What is expected: Take each line in the entries below that holds "MoveCatalog" and show it.

Data records:
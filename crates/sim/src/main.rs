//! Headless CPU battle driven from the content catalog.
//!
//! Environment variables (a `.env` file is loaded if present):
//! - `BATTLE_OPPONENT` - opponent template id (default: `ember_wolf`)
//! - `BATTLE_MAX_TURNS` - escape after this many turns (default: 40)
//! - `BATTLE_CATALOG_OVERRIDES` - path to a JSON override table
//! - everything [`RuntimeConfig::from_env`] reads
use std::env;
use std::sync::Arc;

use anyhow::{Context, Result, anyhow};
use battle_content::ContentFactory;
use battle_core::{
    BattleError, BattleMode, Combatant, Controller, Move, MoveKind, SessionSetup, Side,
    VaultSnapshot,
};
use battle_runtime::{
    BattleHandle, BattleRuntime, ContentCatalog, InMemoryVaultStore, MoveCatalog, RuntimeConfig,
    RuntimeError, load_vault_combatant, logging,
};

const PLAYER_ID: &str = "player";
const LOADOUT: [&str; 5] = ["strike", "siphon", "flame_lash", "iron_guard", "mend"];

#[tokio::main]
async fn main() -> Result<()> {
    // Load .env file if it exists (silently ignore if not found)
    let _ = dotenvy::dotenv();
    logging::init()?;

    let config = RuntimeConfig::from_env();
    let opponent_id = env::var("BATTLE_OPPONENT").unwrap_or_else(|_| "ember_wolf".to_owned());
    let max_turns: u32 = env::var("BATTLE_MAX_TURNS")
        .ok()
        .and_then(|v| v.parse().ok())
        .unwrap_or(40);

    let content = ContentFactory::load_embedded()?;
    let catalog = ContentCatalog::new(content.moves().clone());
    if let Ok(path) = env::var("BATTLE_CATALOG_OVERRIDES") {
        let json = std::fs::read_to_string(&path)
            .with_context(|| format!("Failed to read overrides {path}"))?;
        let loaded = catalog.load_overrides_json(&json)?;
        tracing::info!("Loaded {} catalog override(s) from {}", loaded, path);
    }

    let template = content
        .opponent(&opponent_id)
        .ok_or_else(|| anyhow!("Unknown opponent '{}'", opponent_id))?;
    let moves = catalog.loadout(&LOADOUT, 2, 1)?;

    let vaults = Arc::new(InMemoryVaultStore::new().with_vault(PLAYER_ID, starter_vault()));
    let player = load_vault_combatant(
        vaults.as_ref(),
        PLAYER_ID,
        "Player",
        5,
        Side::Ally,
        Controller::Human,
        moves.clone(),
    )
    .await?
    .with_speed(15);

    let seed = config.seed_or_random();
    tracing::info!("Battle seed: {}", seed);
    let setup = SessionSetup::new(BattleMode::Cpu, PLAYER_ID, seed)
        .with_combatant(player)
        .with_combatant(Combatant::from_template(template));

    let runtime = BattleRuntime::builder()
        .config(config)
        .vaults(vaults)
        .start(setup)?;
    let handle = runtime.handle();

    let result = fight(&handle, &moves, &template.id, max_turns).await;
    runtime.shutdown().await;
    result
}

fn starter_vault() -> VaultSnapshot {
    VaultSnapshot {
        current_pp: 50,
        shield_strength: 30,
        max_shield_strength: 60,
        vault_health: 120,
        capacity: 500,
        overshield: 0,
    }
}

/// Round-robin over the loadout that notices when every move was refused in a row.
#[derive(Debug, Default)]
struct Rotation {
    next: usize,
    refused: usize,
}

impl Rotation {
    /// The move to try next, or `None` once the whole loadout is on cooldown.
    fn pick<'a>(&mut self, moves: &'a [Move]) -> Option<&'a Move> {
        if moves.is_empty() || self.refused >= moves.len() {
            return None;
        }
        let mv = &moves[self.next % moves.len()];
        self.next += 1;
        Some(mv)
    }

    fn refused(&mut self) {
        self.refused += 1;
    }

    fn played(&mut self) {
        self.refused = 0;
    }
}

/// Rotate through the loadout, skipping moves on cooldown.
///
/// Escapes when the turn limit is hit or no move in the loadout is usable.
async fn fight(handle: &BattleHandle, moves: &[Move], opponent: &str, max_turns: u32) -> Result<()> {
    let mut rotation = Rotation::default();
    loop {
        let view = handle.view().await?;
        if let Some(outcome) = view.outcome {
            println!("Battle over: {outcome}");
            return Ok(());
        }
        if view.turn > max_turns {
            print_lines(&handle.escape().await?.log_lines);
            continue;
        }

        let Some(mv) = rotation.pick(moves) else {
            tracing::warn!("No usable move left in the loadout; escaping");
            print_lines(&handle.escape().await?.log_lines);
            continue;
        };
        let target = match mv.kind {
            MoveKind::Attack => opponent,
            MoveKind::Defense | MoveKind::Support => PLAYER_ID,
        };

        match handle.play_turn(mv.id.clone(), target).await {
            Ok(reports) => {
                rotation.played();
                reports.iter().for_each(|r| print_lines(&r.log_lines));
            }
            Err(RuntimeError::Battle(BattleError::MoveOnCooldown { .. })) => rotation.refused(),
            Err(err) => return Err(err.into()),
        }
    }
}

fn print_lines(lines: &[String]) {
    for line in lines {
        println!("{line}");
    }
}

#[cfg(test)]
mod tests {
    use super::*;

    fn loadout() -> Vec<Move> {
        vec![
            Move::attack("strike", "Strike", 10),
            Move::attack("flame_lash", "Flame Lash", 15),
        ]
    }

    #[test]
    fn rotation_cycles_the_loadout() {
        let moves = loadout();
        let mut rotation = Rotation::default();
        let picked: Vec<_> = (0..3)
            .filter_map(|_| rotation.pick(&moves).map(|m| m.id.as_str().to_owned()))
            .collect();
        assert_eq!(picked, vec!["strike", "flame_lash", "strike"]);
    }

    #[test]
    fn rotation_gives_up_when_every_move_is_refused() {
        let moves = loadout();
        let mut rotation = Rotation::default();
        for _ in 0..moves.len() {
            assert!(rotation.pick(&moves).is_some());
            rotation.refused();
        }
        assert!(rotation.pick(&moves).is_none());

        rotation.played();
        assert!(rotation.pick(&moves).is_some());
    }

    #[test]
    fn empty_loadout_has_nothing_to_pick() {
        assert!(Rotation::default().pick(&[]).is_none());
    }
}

--

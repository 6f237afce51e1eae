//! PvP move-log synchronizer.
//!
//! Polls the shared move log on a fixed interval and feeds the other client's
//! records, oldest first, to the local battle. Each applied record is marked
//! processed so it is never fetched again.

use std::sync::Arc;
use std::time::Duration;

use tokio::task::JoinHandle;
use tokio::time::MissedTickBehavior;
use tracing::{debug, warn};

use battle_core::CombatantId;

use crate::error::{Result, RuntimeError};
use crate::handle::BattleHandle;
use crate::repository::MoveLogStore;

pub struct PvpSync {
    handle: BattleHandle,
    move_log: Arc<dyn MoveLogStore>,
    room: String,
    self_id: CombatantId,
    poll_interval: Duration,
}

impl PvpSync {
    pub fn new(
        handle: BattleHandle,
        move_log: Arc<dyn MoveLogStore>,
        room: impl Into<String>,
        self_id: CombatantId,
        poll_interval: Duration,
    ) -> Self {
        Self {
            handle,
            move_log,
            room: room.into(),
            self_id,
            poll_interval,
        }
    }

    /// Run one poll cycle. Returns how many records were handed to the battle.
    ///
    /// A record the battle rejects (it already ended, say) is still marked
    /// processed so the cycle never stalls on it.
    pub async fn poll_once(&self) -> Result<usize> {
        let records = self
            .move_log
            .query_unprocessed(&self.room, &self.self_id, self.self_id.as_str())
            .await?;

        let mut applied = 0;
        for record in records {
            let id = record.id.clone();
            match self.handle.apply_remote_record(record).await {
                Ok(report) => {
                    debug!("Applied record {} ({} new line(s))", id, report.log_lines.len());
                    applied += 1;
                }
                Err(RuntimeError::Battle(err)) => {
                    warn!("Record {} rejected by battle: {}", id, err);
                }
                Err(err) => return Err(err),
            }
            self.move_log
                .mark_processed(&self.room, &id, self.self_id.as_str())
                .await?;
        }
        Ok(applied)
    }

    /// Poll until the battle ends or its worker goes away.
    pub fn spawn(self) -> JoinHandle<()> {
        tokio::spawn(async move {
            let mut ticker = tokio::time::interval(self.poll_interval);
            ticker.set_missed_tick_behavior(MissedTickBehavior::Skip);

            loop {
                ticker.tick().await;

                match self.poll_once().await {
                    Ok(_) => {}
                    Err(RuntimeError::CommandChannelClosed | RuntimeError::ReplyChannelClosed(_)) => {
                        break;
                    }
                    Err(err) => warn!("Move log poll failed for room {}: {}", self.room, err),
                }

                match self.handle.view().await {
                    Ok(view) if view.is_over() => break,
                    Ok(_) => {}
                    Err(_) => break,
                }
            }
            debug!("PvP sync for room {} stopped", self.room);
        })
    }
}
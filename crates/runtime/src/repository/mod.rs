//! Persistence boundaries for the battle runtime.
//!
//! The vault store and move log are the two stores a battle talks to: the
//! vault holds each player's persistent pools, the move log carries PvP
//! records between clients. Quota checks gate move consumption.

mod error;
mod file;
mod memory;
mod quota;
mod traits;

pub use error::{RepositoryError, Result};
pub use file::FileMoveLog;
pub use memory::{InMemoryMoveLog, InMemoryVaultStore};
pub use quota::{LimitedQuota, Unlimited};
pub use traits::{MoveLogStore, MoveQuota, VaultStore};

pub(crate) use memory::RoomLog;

--

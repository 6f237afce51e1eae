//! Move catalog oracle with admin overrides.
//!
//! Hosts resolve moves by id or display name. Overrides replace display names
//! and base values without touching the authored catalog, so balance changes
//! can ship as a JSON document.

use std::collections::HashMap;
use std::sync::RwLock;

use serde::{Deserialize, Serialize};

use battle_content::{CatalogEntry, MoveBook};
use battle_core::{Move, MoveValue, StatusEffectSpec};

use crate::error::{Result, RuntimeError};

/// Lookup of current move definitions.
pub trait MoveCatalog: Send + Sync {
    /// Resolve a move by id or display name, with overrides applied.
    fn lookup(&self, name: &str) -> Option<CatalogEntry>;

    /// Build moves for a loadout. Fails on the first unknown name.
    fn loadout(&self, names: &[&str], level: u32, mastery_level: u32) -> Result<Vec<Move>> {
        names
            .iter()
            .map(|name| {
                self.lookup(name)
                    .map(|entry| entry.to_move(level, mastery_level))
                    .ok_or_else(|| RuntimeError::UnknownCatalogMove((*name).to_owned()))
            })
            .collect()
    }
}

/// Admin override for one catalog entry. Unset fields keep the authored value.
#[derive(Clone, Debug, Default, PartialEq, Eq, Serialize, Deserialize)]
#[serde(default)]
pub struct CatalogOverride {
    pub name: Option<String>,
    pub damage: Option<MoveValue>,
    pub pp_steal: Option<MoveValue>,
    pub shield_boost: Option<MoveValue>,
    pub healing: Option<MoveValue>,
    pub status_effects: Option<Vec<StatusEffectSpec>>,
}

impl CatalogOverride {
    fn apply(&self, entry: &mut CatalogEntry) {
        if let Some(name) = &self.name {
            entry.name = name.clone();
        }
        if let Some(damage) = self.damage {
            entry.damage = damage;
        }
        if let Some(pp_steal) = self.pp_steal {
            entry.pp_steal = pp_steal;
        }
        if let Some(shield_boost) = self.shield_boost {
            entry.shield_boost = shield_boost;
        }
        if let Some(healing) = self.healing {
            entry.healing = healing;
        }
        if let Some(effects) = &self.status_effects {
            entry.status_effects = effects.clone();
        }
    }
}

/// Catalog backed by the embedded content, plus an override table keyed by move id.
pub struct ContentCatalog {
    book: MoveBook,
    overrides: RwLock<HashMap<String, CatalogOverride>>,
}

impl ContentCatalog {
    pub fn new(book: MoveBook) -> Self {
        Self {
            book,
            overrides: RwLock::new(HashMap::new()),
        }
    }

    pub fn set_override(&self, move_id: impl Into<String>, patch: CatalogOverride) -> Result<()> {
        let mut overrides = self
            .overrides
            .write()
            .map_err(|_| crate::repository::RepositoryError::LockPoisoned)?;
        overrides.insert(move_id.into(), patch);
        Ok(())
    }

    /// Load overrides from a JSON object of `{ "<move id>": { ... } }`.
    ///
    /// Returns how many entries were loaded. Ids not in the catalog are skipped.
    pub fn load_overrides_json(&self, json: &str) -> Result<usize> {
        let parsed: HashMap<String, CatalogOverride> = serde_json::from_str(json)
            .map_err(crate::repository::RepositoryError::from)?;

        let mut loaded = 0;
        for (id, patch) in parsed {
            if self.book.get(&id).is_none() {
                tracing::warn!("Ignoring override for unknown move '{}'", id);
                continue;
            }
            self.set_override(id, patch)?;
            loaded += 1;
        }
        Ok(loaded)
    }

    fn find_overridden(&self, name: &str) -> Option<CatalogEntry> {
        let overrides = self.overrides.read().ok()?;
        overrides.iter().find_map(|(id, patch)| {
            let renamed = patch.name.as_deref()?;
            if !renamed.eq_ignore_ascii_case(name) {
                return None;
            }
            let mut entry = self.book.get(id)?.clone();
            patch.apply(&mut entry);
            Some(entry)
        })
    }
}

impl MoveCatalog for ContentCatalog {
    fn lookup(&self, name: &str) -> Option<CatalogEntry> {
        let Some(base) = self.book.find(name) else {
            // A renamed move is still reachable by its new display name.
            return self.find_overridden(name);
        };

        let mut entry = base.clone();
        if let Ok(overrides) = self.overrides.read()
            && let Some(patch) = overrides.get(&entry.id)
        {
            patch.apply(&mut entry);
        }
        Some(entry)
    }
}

Exercise output:
    BattleHandle, BattleRuntime, ContentCatalog, InMemoryVaultStore, MoveCatalog, RuntimeConfig,
pub trait MoveCatalog: Send + Sync {
impl MoveCatalog for ContentCatalog {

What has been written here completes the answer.